WORK INSTRUCTIONS » Repeat exactly the lines from the start of the material below up to and including the "its prerequisites exist." line.

/---

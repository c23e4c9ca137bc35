//! Error types produced while defining, running and post-processing a case.

use std::fmt;
use std::time::Duration;

use thiserror::Error;

use crate::geometry::Point;
use crate::region::RegionTarget;
use crate::registry::EntityKind;

/// Error returned by every fallible case operation.
///
/// Each variant carries the key (name, probe point, step or job) that failed so
/// callers can report it without extra bookkeeping. The pipeline never rolls
/// back: the first error aborts the run.
///
/// # Examples
///
/// ```
/// use fecase::{CaseDefinition, CaseError, EntityKind};
///
/// let mut case = CaseDefinition::new("Cantilever Beam");
/// let error = case
///     .define_section("Beam Section", "Unobtainium")
///     .expect_err("unknown material is rejected");
/// assert_eq!(error, CaseError::not_found(EntityKind::Material, "Unobtainium"));
/// ```
#[derive(Debug, Error, PartialEq)]
pub enum CaseError {
    /// Returned when the setup is malformed or incomplete.
    #[error("configuration error: {0}")]
    Configuration(#[from] ConfigurationError),
    /// Returned when a name does not resolve in its registry.
    #[error("{kind} `{name}` is not registered")]
    NotFound {
        /// Registry that was searched.
        kind: EntityKind,
        /// Name that failed to resolve.
        name: String,
    },
    /// Returned when a probe point resolves to zero or several entities.
    #[error(
        "probe point {probe} resolves to {matches} {target} entities; \
         supply a more discriminating point"
    )]
    AmbiguousRegion {
        /// Probe point in the coordinates supplied by the caller.
        probe: Point,
        /// Kind of entity that was searched for.
        target: RegionTarget,
        /// Number of entities found at the probe point.
        matches: usize,
    },
    /// Returned when a job is submitted before its prerequisites exist.
    #[error("job `{job}` cannot be submitted, missing: {}", Prerequisite::join(.missing))]
    IncompleteModel {
        /// Job that was submitted.
        job: String,
        /// Every prerequisite that is absent.
        missing: Vec<Prerequisite>,
    },
    /// Returned when the host reports that the analysis did not complete.
    #[error("job `{job}` failed: {diagnostic}")]
    SolverFailure {
        /// Job that failed.
        job: String,
        /// Diagnostic reported by the solver host.
        diagnostic: String,
    },
    /// Returned when waiting for a job exceeds the configured bound.
    #[error("job `{job}` did not finish within {limit:?}")]
    Timeout {
        /// Job that was being waited on.
        job: String,
        /// Bound that expired.
        limit: Duration,
    },
    /// Returned when a wait is cancelled through its [`CancelToken`](crate::CancelToken).
    #[error("wait for job `{job}` was cancelled")]
    Cancelled {
        /// Job that was being waited on.
        job: String,
    },
}

impl CaseError {
    /// Build a [`CaseError::NotFound`] for `name` in the `kind` registry.
    pub fn not_found(kind: EntityKind, name: impl Into<String>) -> Self {
        Self::NotFound {
            kind,
            name: name.into(),
        }
    }
}

/// Model artifact that must exist before a job can be submitted.
#[derive(Clone, Copy, Debug, PartialEq, Eq)]
pub enum Prerequisite {
    /// A part has been created.
    Part,
    /// Every cell of the part has a section.
    SectionAssignment,
    /// The part has been placed in the assembly.
    Instance,
    /// At least one analysis step follows `Initial`.
    Step,
    /// A mesh has been generated for every meshable body.
    Mesh,
}

impl Prerequisite {
    /// Join a list of prerequisites for display.
    fn join(missing: &[Prerequisite]) -> String {
        missing
            .iter()
            .map(ToString::to_string)
            .collect::<Vec<_>>()
            .join(", ")
    }
}

impl fmt::Display for Prerequisite {
    fn fmt(&self, f: &mut fmt::Formatter<'_>) -> fmt::Result {
        let label = match self {
            Prerequisite::Part => "part",
            Prerequisite::SectionAssignment => "section assignment",
            Prerequisite::Instance => "part instance",
            Prerequisite::Step => "analysis step",
            Prerequisite::Mesh => "mesh",
        };
        f.write_str(label)
    }
}

/// Detailed reason behind a [`CaseError::Configuration`].
#[derive(Debug, Error, PartialEq)]
pub enum ConfigurationError {
    /// Returned when a profile has fewer than three distinct points.
    #[error("profile needs at least three distinct points (received {points})")]
    TooFewProfilePoints {
        /// Number of distinct points supplied.
        points: usize,
    },
    /// Returned when a profile encloses no area.
    #[error("profile encloses zero area")]
    ZeroAreaProfile,
    /// Returned when two non-adjacent profile edges cross.
    #[error("profile edges {first} and {second} intersect")]
    SelfIntersectingProfile {
        /// Index of the first offending edge.
        first: usize,
        /// Index of the second offending edge.
        second: usize,
    },
    /// Returned when the extrusion depth is zero, negative or not finite.
    #[error("extrusion depth must be positive (received {depth})")]
    NonPositiveDepth {
        /// Rejected depth.
        depth: f64,
    },
    /// Returned when the host builds a solid without volume.
    #[error("host produced a solid with volume {volume} for part `{part}`")]
    EmptySolid {
        /// Part that was extruded.
        part: String,
        /// Volume reported by the host.
        volume: f64,
    },
    /// Returned when a second part is created in a case.
    #[error("model `{model}` already defines part `{existing}`")]
    PartAlreadyDefined {
        /// Model that owns the part.
        model: String,
        /// Name of the part already present.
        existing: String,
    },
    /// Returned when material constants are not physically meaningful.
    #[error("material `{material}` rejected: {source}")]
    InvalidMaterial {
        /// Material being defined.
        material: String,
        /// Constant that was rejected.
        #[source]
        source: MaterialPropertyError,
    },
    /// Returned when a name is registered twice.
    #[error("{kind} `{name}` is already defined")]
    DuplicateName {
        /// Registry that already holds the name.
        kind: EntityKind,
        /// Name that collided.
        name: String,
    },
    /// Returned when a name is empty.
    #[error("{kind} name must not be empty")]
    EmptyName {
        /// Registry the name was meant for.
        kind: EntityKind,
    },
    /// Returned when a step names itself as its predecessor.
    #[error("step `{step}` cannot follow itself")]
    SelfReferentialStep {
        /// Offending step.
        step: String,
    },
    /// Returned when a step placement would close a loop in the chain.
    #[error("placing step `{step}` after `{previous}` would create a cycle")]
    CyclicStep {
        /// Step being placed.
        step: String,
        /// Declared predecessor.
        previous: String,
    },
    /// Returned when a load is created in the `Initial` step.
    #[error("load `{load}` must be created in an analysis step, not `Initial`")]
    LoadInInitialStep {
        /// Offending load.
        load: String,
    },
    /// Returned when an instance is rotated about a zero-length axis.
    #[error("rotation axis for instance `{instance}` has zero length")]
    ZeroRotationAxis {
        /// Instance being rotated.
        instance: String,
    },
    /// Returned when a seed size is not strictly positive.
    #[error("seed size must be positive (received {size})")]
    NonPositiveSeed {
        /// Rejected size.
        size: f64,
    },
    /// Returned when a deviation factor lies outside `(0, 1]`.
    #[error("deviation factor must lie in (0, 1] (received {factor})")]
    DeviationFactorOutOfRange {
        /// Rejected factor.
        factor: f64,
    },
    /// Returned when a mesh is generated before the part is seeded.
    #[error("part `{part}` has no seed; seed the part before generating its mesh")]
    MissingSeed {
        /// Part without a seed.
        part: String,
    },
    /// Returned when the mesh service cannot mesh the geometry.
    #[error("part `{part}` cannot be meshed: {reason}")]
    Unmeshable {
        /// Part that was meshed.
        part: String,
        /// Reason reported by the host.
        reason: String,
    },
    /// Returned when a load or prescribed value is not finite.
    #[error("`{name}` has a non-finite magnitude ({magnitude})")]
    NonFiniteMagnitude {
        /// Load or boundary condition being defined.
        name: String,
        /// Rejected value.
        magnitude: f64,
    },
    /// Returned when a job resource count is zero.
    #[error("job resource `{field}` must be a positive integer")]
    NonPositiveResource {
        /// Name of the rejected resource field.
        field: &'static str,
    },
    /// Returned when a memory budget lies outside its unit's range.
    #[error("memory budget {value} {units} is out of range")]
    MemoryOutOfRange {
        /// Rejected amount.
        value: f64,
        /// Units the amount was given in.
        units: String,
    },
    /// Returned when a job operation does not apply in its current state.
    #[error("job `{job}` cannot {action} while {state}")]
    InvalidJobTransition {
        /// Job being driven.
        job: String,
        /// Operation that was attempted.
        action: &'static str,
        /// State the job was in.
        state: String,
    },
    /// Returned when a job references a different model than the case supplied.
    #[error("job `{job}` references model `{expected}`, not `{actual}`")]
    ModelMismatch {
        /// Job being submitted.
        job: String,
        /// Model the job was created for.
        expected: String,
        /// Model that was supplied.
        actual: String,
    },
    /// Returned when a display setting is changed on an empty viewport.
    #[error("viewport `{viewport}` has no displayed object")]
    NothingDisplayed {
        /// Viewport being configured.
        viewport: String,
    },
    /// Returned when a deformation scale factor is not strictly positive.
    #[error("deformation scale factor must be positive (received {factor})")]
    NonPositiveScaleFactor {
        /// Rejected factor.
        factor: f64,
    },
    /// Returned when a frozen case is edited.
    #[error("case `{model}` is frozen; no further edits are accepted")]
    Frozen {
        /// Model that was frozen.
        model: String,
    },
    /// Returned when a case configuration document cannot be parsed.
    #[error("failed to parse case configuration: {0}")]
    Parse(String),
    /// Returned when a job package cannot be rendered for the solver.
    #[error("failed to serialize job package: {0}")]
    Serialization(String),
    /// Returned when a result artifact exists but cannot be decoded.
    #[error("result artifact `{path}` is unreadable: {reason}")]
    UnreadableArtifact {
        /// Location of the artifact.
        path: String,
        /// Decoder or I/O message.
        reason: String,
    },
}

/// Error returned when material constants are rejected.
///
/// The variants name the offending constant so callers can point users at the
/// exact table entry that needs fixing.
#[derive(Clone, Copy, Debug, Error, PartialEq)]
pub enum MaterialPropertyError {
    /// Returned when the mass density is zero, negative or not finite.
    #[error("density must be positive (received {density})")]
    NonPositiveDensity {
        /// Rejected density in kilograms per cubic metre.
        density: f64,
    },
    /// Returned when the Young's modulus is zero, negative or not finite.
    #[error("Young's modulus must be positive (received {youngs_modulus})")]
    NonPositiveYoungsModulus {
        /// Rejected modulus in pascals.
        youngs_modulus: f64,
    },
    /// Returned when the Poisson ratio lies outside the open interval `(-1, 0.5)`.
    #[error("Poisson ratio must lie in (-1, 0.5) (received {poisson_ratio})")]
    PoissonRatioOutOfRange {
        /// Rejected ratio.
        poisson_ratio: f64,
    },
}

#[cfg(test)]
mod tests {
    use super::*;

    #[test]
    fn incomplete_model_lists_every_missing_prerequisite() {
        let error = CaseError::IncompleteModel {
            job: "CantileverBeamJob".to_owned(),
            missing: vec![Prerequisite::Mesh, Prerequisite::Step],
        };
        assert_eq!(
            error.to_string(),
            "job `CantileverBeamJob` cannot be submitted, missing: mesh, analysis step"
        );
    }

    #[test]
    fn configuration_errors_convert_into_case_errors() {
        let error: CaseError = ConfigurationError::ZeroAreaProfile.into();
        assert!(matches!(
            error,
            CaseError::Configuration(ConfigurationError::ZeroAreaProfile)
        ));
        assert_eq!(
            error.to_string(),
            "configuration error: profile encloses zero area"
        );
    }

    #[test]
    fn ambiguous_region_names_the_probe_point() {
        let error = CaseError::AmbiguousRegion {
            probe: Point::new(0.1, 0.1, 2.5),
            target: RegionTarget::Face,
            matches: 2,
        };
        assert!(error.to_string().contains("(0.1, 0.1, 2.5)"));
        assert!(error.to_string().contains("2 face entities"));
    }
}
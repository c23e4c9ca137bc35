//! Applied loads and kinematic boundary conditions.

use serde::Serialize;

use crate::assembly::Instance;
use crate::errors::ConfigurationError;
use crate::geometry::Force;
use crate::region::ResolvedRegion;
use crate::registry::{EntityKind, Key, Named};
use crate::steps::Step;

/// Physical action of a load.
#[derive(Clone, Debug, PartialEq, Serialize)]
#[serde(rename_all = "snake_case")]
pub enum LoadKind {
    /// Uniform pressure acting against the outward face normal, in pascals.
    Pressure {
        /// Pressure magnitude.
        magnitude: f64,
        /// Amplitude curve scaling the magnitude over the step; `None` ramps
        /// linearly.
        amplitude: Option<String>,
    },
    /// Force applied at the region, in newtons.
    ConcentratedForce {
        /// Force vector in assembly coordinates.
        force: Force,
    },
}

impl LoadKind {
    /// Check that every component is finite.
    pub(crate) fn validate(&self, name: &str) -> Result<(), ConfigurationError> {
        let values = match self {
            LoadKind::Pressure { magnitude, .. } => vec![*magnitude],
            LoadKind::ConcentratedForce { force } => vec![force.x, force.y, force.z],
        };
        finite(name, &values)
    }
}

/// Load active from its step onwards.
#[derive(Clone, Debug, PartialEq, Serialize)]
pub struct Load {
    /// Registry key.
    name: String,
    /// Step in which the load is created.
    step: Key<Step>,
    /// Instance the region belongs to.
    instance: Key<Instance>,
    /// Region the load acts on.
    region: ResolvedRegion,
    /// Physical action.
    kind: LoadKind,
}

impl Load {
    pub(crate) fn new(
        name: impl Into<String>,
        step: Key<Step>,
        instance: Key<Instance>,
        region: ResolvedRegion,
        kind: LoadKind,
    ) -> Self {
        Self {
            name: name.into(),
            step,
            instance,
            region,
            kind,
        }
    }

    /// Step in which the load is created.
    #[must_use]
    pub fn step(&self) -> &Key<Step> {
        &self.step
    }

    /// Instance the region belongs to.
    #[must_use]
    pub fn instance(&self) -> &Key<Instance> {
        &self.instance
    }

    /// Region the load acts on.
    #[must_use]
    pub fn region(&self) -> &ResolvedRegion {
        &self.region
    }

    /// Physical action.
    #[must_use]
    pub fn kind(&self) -> &LoadKind {
        &self.kind
    }
}

impl Named for Load {
    const KIND: EntityKind = EntityKind::Load;

    fn name(&self) -> &str {
        &self.name
    }

    fn set_name(&mut self, name: String) {
        self.name = name;
    }
}

/// Prescribed translations and rotations. `None` leaves the component free.
#[derive(Clone, Copy, Debug, Default, PartialEq, Serialize)]
pub struct PrescribedMotion {
    /// Translations along X, Y and Z in metres.
    pub u: [Option<f64>; 3],
    /// Rotations about X, Y and Z in radians.
    pub ur: [Option<f64>; 3],
}

impl PrescribedMotion {
    /// Components in solver order: translations then rotations.
    #[must_use]
    pub fn components(&self) -> [Option<f64>; 6] {
        [
            self.u[0], self.u[1], self.u[2], self.ur[0], self.ur[1], self.ur[2],
        ]
    }
}

/// Kinematic constraint applied to a region.
#[derive(Clone, Copy, Debug, PartialEq, Serialize)]
#[serde(rename_all = "snake_case")]
pub enum BoundaryKind {
    /// All translations and rotations fixed.
    Encastre,
    /// Translations fixed, rotations free.
    Pinned,
    /// Selected components prescribed.
    Displacement(PrescribedMotion),
}

impl BoundaryKind {
    /// Prescribed value per degree of freedom in solver order; `None` is free.
    #[must_use]
    pub fn components(&self) -> [Option<f64>; 6] {
        match self {
            BoundaryKind::Encastre => [Some(0.0); 6],
            BoundaryKind::Pinned => [Some(0.0), Some(0.0), Some(0.0), None, None, None],
            BoundaryKind::Displacement(motion) => motion.components(),
        }
    }

    /// Check that every prescribed component is finite.
    pub(crate) fn validate(&self, name: &str) -> Result<(), ConfigurationError> {
        let values: Vec<f64> = self.components().into_iter().flatten().collect();
        finite(name, &values)
    }
}

/// Boundary condition active from its step onwards. Conditions created in
/// `Initial` hold from the start of the analysis.
#[derive(Clone, Debug, PartialEq, Serialize)]
pub struct BoundaryCondition {
    /// Registry key.
    name: String,
    /// Step in which the condition is created.
    step: Key<Step>,
    /// Instance the region belongs to.
    instance: Key<Instance>,
    /// Constrained region.
    region: ResolvedRegion,
    /// Constraint.
    kind: BoundaryKind,
}

impl BoundaryCondition {
    pub(crate) fn new(
        name: impl Into<String>,
        step: Key<Step>,
        instance: Key<Instance>,
        region: ResolvedRegion,
        kind: BoundaryKind,
    ) -> Self {
        Self {
            name: name.into(),
            step,
            instance,
            region,
            kind,
        }
    }

    /// Step in which the condition is created.
    #[must_use]
    pub fn step(&self) -> &Key<Step> {
        &self.step
    }

    /// Instance the region belongs to.
    #[must_use]
    pub fn instance(&self) -> &Key<Instance> {
        &self.instance
    }

    /// Constrained region.
    #[must_use]
    pub fn region(&self) -> &ResolvedRegion {
        &self.region
    }

    /// Constraint.
    #[must_use]
    pub fn kind(&self) -> &BoundaryKind {
        &self.kind
    }
}

impl Named for BoundaryCondition {
    const KIND: EntityKind = EntityKind::BoundaryCondition;

    fn name(&self) -> &str {
        &self.name
    }

    fn set_name(&mut self, name: String) {
        self.name = name;
    }
}

fn finite(name: &str, values: &[f64]) -> Result<(), ConfigurationError> {
    match values.iter().find(|value| !value.is_finite()) {
        Some(magnitude) => Err(ConfigurationError::NonFiniteMagnitude {
            name: name.to_owned(),
            magnitude: *magnitude,
        }),
        None => Ok(()),
    }
}

#[cfg(test)]
mod tests {
    use super::*;

    #[test]
    fn pinned_frees_rotations_only() {
        assert_eq!(
            BoundaryKind::Pinned.components(),
            [Some(0.0), Some(0.0), Some(0.0), None, None, None]
        );
        assert!(BoundaryKind::Encastre
            .components()
            .iter()
            .all(|c| *c == Some(0.0)));
    }

    #[test]
    fn prescribed_motion_lists_translations_before_rotations() {
        let motion = PrescribedMotion {
            u: [None, Some(-0.01), None],
            ur: [Some(0.5), None, None],
        };
        assert_eq!(
            BoundaryKind::Displacement(motion).components(),
            [None, Some(-0.01), None, Some(0.5), None, None]
        );
    }

    #[test]
    fn non_finite_values_are_rejected() {
        let pressure = LoadKind::Pressure {
            magnitude: f64::INFINITY,
            amplitude: None,
        };
        assert!(matches!(
            pressure.validate("Uniform Applied Pressure"),
            Err(ConfigurationError::NonFiniteMagnitude { .. })
        ));
        let motion = BoundaryKind::Displacement(PrescribedMotion {
            u: [Some(f64::NAN), None, None],
            ur: [None; 3],
        });
        assert!(motion.validate("Settlement").is_err());
        assert!(BoundaryKind::Pinned.validate("Pin").is_ok());
    }
}
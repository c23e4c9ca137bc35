//! Extruded solid parts and their per-cell attributes.

use std::collections::BTreeMap;

use log::debug;

use crate::geometry::Profile;
use crate::materials::Section;
use crate::mesh::{MeshRequest, MeshSpec, MeshSummary};
use crate::registry::{EntityKind, Key, Named};
use crate::services::{BodyHandle, CellId};

/// Three dimensional deformable solid extruded from a profile.
#[derive(Clone, Debug)]
pub struct Part {
    /// Registry key.
    name: String,
    /// Extrusion cross-section.
    profile: Profile,
    /// Extrusion depth along the sketch normal.
    depth: f64,
    /// Host body.
    body: BodyHandle,
    /// Volume reported by the host.
    volume: f64,
    /// Cells reported by the host.
    cells: Vec<CellId>,
    /// Section assigned to each cell.
    sections: BTreeMap<CellId, Key<Section>>,
    /// Mesh controls.
    mesh_spec: MeshSpec,
    /// Generated mesh, if current.
    mesh: Option<MeshSummary>,
}

impl Part {
    /// Wrap a body the geometry service has already built.
    pub(crate) fn new(
        name: String,
        profile: Profile,
        depth: f64,
        body: BodyHandle,
        volume: f64,
        cells: Vec<CellId>,
    ) -> Self {
        Self {
            name,
            profile,
            depth,
            body,
            volume,
            cells,
            sections: BTreeMap::new(),
            mesh_spec: MeshSpec::default(),
            mesh: None,
        }
    }

    /// Extrusion cross-section.
    #[must_use]
    pub fn profile(&self) -> &Profile {
        &self.profile
    }

    /// Extrusion depth in metres.
    #[must_use]
    pub fn depth(&self) -> f64 {
        self.depth
    }

    /// Host body.
    #[must_use]
    pub fn body(&self) -> BodyHandle {
        self.body
    }

    /// Volume in cubic metres.
    #[must_use]
    pub fn volume(&self) -> f64 {
        self.volume
    }

    /// Cells of the solid.
    #[must_use]
    pub fn cells(&self) -> &[CellId] {
        &self.cells
    }

    /// Section assigned to `cell`.
    #[must_use]
    pub fn section_of(&self, cell: CellId) -> Option<&Key<Section>> {
        self.sections.get(&cell)
    }

    /// Whether every cell has a section.
    #[must_use]
    pub fn is_fully_assigned(&self) -> bool {
        !self.cells.is_empty() && self.cells.iter().all(|c| self.sections.contains_key(c))
    }

    /// Mesh controls.
    #[must_use]
    pub fn mesh_spec(&self) -> &MeshSpec {
        &self.mesh_spec
    }

    /// Generated mesh, if current.
    #[must_use]
    pub fn mesh(&self) -> Option<&MeshSummary> {
        self.mesh.as_ref()
    }

    /// Assign `section` to `cells`; later assignments replace earlier ones.
    pub(crate) fn assign_section(&mut self, cells: &[CellId], section: &Key<Section>) {
        for cell in cells {
            if let Some(previous) = self.sections.insert(*cell, section.clone()) {
                if &previous != section {
                    debug!(
                        part = self.name,
                        cell = cell.0,
                        previous = previous.name(),
                        section = section.name();
                        "Replacing section assignment"
                    );
                }
            }
        }
    }

    /// Mutable mesh controls. Editing them discards the current mesh.
    pub(crate) fn mesh_spec_mut(&mut self) -> &mut MeshSpec {
        if self.mesh.take().is_some() {
            debug!(part = self.name; "Mesh controls changed, discarding mesh");
        }
        &mut self.mesh_spec
    }

    /// Build the request for the mesh service, if a seed is set.
    pub(crate) fn mesh_request(&self) -> Option<MeshRequest> {
        self.mesh_spec.seed.map(|seed| MeshRequest {
            seed,
            element_types: self.mesh_spec.element_types.clone(),
        })
    }

    /// Store a freshly generated mesh.
    pub(crate) fn set_mesh(&mut self, mesh: MeshSummary) {
        if self.mesh.replace(mesh).is_some() {
            debug!(part = self.name; "Replaced existing mesh");
        }
    }
}

impl Named for Part {
    const KIND: EntityKind = EntityKind::Part;

    fn name(&self) -> &str {
        &self.name
    }

    fn set_name(&mut self, name: String) {
        self.name = name;
    }
}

\---

RESULT OF THE TASK »
repository c23e4c9ca137bc35
//! Error types produced while defining, running and post-processing a case.

use std::fmt;
use std::time::Duration;

use thiserror::Error;

use crate::geometry::Point;
use crate::region::RegionTarget;
use crate::registry::EntityKind;

/// Error returned by every fallible case operation.
///
/// Each variant carries the key (name, probe point, step or job) that failed so
/// callers can report it without extra bookkeeping. The pipeline never rolls
/// back: the first error aborts the run.
///
/// # Examples
///
/// ```
/// use fecase::{CaseDefinition, CaseError, EntityKind};
///
/// let mut case = CaseDefinition::new("Cantilever Beam");
/// let error = case
///     .define_section("Beam Section", "Unobtainium")
///     .expect_err("unknown material is rejected");
/// assert_eq!(error, CaseError::not_found(EntityKind::Material, "Unobtainium"));
/// ```
#[derive(Debug, Error, PartialEq)]
pub enum CaseError {
    /// Returned when the setup is malformed or incomplete.
    #[error("configuration error: {0}")]
    Configuration(#[from] ConfigurationError),
    /// Returned when a name does not resolve in its registry.
    #[error("{kind} `{name}` is not registered")]
    NotFound {
        /// Registry that was searched.
        kind: EntityKind,
        /// Name that failed to resolve.
        name: String,
    },
    /// Returned when a probe point resolves to zero or several entities.
    #[error(
        "probe point {probe} resolves to {matches} {target} entities; \
         supply a more discriminating point"
    )]
    AmbiguousRegion {
        /// Probe point in the coordinates supplied by the caller.
        probe: Point,
        /// Kind of entity that was searched for.
        target: RegionTarget,
        /// Number of entities found at the probe point.
        matches: usize,
    },
    /// Returned when a job is submitted before its prerequisites exist.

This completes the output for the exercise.